> **Listed entries**
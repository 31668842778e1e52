//! Engine `Player` adapter speaking RPC to one seated peer.

use std::sync::Arc;

use async_trait::async_trait;
use num_bigint::BigUint;

use crate::cards::CardColor;
use crate::crypto::encoding::BigNum;
use crate::engine::{GameError, Player, PlayerPlay};
use crate::protocol::requests::{
    ChooseColorRequest, PlayRequest, RevealCardsRequest, RevealedCardsRequest,
    ShouldChallengeRequest,
};

use super::deck::DeckSlot;
use super::{Roster, SharedCounters, SharedEventLog};

pub struct HostPlayer {
    pub index: usize,
    pub roster: Roster,
    pub deck_slot: DeckSlot,
    pub counters: SharedCounters,
    pub event_log: SharedEventLog,
}

impl HostPlayer {
    fn client(&self) -> &Arc<super::ClientHandle> {
        &self.roster[self.index].client
    }

    /// The effective color a just-played wild-draw-four was played onto.
    fn challenge_color(&self) -> Result<CardColor, GameError> {
        self.event_log
            .read()
            .color_before_last_discard
            .ok_or_else(|| GameError::msg("no discard color on record for challenge"))
    }
}

#[async_trait]
impl Player for HostPlayer {
    fn cards_remaining(&self) -> usize {
        self.counters.lock().card_counts[self.index]
    }

    async fn choose_color_for_first_wild(&self) -> Result<CardColor, GameError> {
        let resp = self
            .client()
            .choose_color_since_first_card_is_wild(ChooseColorRequest {})
            .await
            .map_err(|e| GameError::wrap("choose color rpc failed", e))?;
        Ok(resp.color)
    }

    async fn play(&self) -> Result<PlayerPlay, GameError> {
        let resp = self
            .client()
            .play(PlayRequest {})
            .await
            .map_err(|e| GameError::wrap("play rpc failed", e))?;
        let Some(played) = resp.play else {
            return Ok(PlayerPlay::pass());
        };
        let ciphertext = played.encrypted_card.into_uint();
        let keys: Vec<BigUint> = played
            .decryption_keys
            .into_iter()
            .map(BigNum::into_uint)
            .collect();
        let mut slot = self.deck_slot.lock().await;
        let deck = slot
            .as_mut()
            .ok_or_else(|| GameError::msg("no active hand deck"))?;
        let card = deck.validate_play(self.index, &ciphertext, &keys)?;
        Ok(PlayerPlay {
            card: Some(card),
            wild_color: played.wild_color,
        })
    }

    async fn should_challenge_wild_draw_four(&self) -> Result<bool, GameError> {
        let prev_color = self.challenge_color()?;
        let resp = self
            .client()
            .should_challenge_wild_draw_four(ShouldChallengeRequest { prev_color })
            .await
            .map_err(|e| GameError::wrap("challenge decision rpc failed", e))?;
        Ok(resp.challenge)
    }

    async fn challenged_wild_draw_four(&self, challenger_index: usize) -> Result<bool, GameError> {
        let prev_color = self.challenge_color()?;
        // This player reveals its cards over the challenge side channel.
        let mine = self
            .client()
            .reveal_cards_for_challenge(RevealCardsRequest {
                challenger_index: challenger_index as u32,
                prev_color,
            })
            .await
            .map_err(|e| GameError::wrap("challenge reveal rpc failed", e))?;
        // The challenger inspects them and reaches its own verdict.
        let theirs = self.roster[challenger_index]
            .client
            .revealed_cards_for_challenge(RevealedCardsRequest {
                encrypted_cards: mine.encrypted_cards.clone(),
                decryption_keys: mine.decryption_keys.clone(),
                challenge_will_succeed: mine.challenge_will_succeed,
            })
            .await
            .map_err(|e| {
                GameError::blamed_wrap(challenger_index, "challenge verification rpc failed", e)
            })?;
        // The two must agree on the outcome; the host cannot break ties
        // without seeing cards it has no right to.
        if theirs.challenge_succeeded != mine.challenge_will_succeed {
            return Err(GameError::msg(format!(
                "challenger says challenge success is {} but challengee says {}",
                theirs.challenge_succeeded, mine.challenge_will_succeed
            )));
        }
        Ok(theirs.challenge_succeeded)
    }
}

> **Exercise**
Each record above has to be retyped exactly, with nothing left out.

> **Task response**
repository 31668842778e1e52
//! Engine `Player` adapter speaking RPC to one seated peer.

use std::sync::Arc;

use async_trait::async_trait;
use num_bigint::BigUint;

use crate::cards::CardColor;
use crate::crypto::encoding::BigNum;
use crate::engine::{GameError, Player, PlayerPlay};
use crate::protocol::requests::{
    ChooseColorRequest, PlayRequest, RevealCardsRequest, RevealedCardsRequest,
    ShouldChallengeRequest,
};

use super::deck::DeckSlot;
use super::{Roster, SharedCounters, SharedEventLog};

pub struct HostPlayer {
    pub index: usize,
    pub roster: Roster,
    pub deck_slot: DeckSlot,
    pub counters: SharedCounters,
    pub event_log: SharedEventLog,
}

impl HostPlayer {
    fn client(&self) -> &Arc<super::ClientHandle> {
        &self.roster[self.index].client
    }

    /// The effective color a just-played wild-draw-four was played onto.
    fn challenge_color(&self) -> Result<CardColor, GameError> {
        self.event_log
            .read()
            .color_before_last_discard
            .ok_or_else(|| GameError::msg("no discard color on record for challenge"))
    }
}

#[async_trait]
impl Player for HostPlayer {
    fn cards_remaining(&self) -> usize {
        self.counters.lock().card_counts[self.index]
    }

    async fn choose_color_for_first_wild(&self) -> Result<CardColor, GameError> {
        let resp = self
            .client()
            .choose_color_since_first_card_is_wild(ChooseColorRequest {})
            .await
            .map_err(|e| GameError::wrap("choose color rpc failed", e))?;
        Ok(resp.color)
    }

    async fn play(&self) -> Result<PlayerPlay, GameError> {
        let resp = self
            .client()
            .play(PlayRequest {})
            .await
            .map_err(|e| GameError::wrap("play rpc failed", e))?;
        let Some(played) = resp.play else {
            return Ok(PlayerPlay::pass());
        };
        let ciphertext = played.encrypted_card.into_uint();
        let keys: Vec<BigUint> = played
            .decryption_keys
            .into_iter()
            .map(BigNum::into_uint)
            .collect();
        let mut slot = self.deck_slot.lock().await;
        let deck = slot
            .as_mut()
            .ok_or_else(|| GameError::msg("no active hand deck"))?;
        let card = deck.validate_play(self.index, &ciphertext, &keys)?;
        Ok(PlayerPlay {
            card: Some(card),
            wild_color: played.wild_color,
        })
    }

    async fn should_challenge_wild_draw_four(&self) -> Result<bool, GameError> {
        let prev_color = self.challenge_color()?;
        let resp = self
            .client()
            .should_challenge_wild_draw_four(ShouldChallengeRequest { prev_color })
            .await
            .map_err(|e| GameError::wrap("challenge decision rpc failed", e))?;
        Ok(resp.challenge)
    }

    async fn challenged_wild_draw_four(&self, challenger_index: usize) -> Result<bool, GameError> {
        let prev_color = self.challenge_color()?;
        // This player reveals its cards over the challenge side channel.
        let mine = self
            .client()
            .reveal_cards_for_challenge(RevealCardsRequest {
                challenger_index: challenger_index as u32,
                prev_color,
            })
            .await
            .map_err(|e| GameError::wrap("challenge reveal rpc failed", e))?;
        // The challenger inspects them and reaches its own verdict.
        let theirs = self.roster[challenger_index]
            .client
            .revealed_cards_for_challenge(RevealedCardsRequest {
                encrypted_cards: mine.encrypted_cards.clone(),
                decryption_keys: mine.decryption_keys.clone(),
                challenge_will_succeed: mine.challenge_will_succeed,
            })
            .await
            .map_err(|e| {
                GameError::blamed_wrap(challenger_index, "challenge verification rpc failed", e)
            })?;
        // The two must agree on the outcome; the host cannot break ties
        // without seeing cards it has no right to.
        if theirs.challenge_succeeded != mine.challenge_will_succeed {
            return Err(GameError::msg(format!(
                "challenger says challenge success is {} but challengee says {}",
                theirs.challenge_succeeded, mine.challenge_will_succeed
            )));
        }
        Ok(theirs.challenge_succeeded)
    }
}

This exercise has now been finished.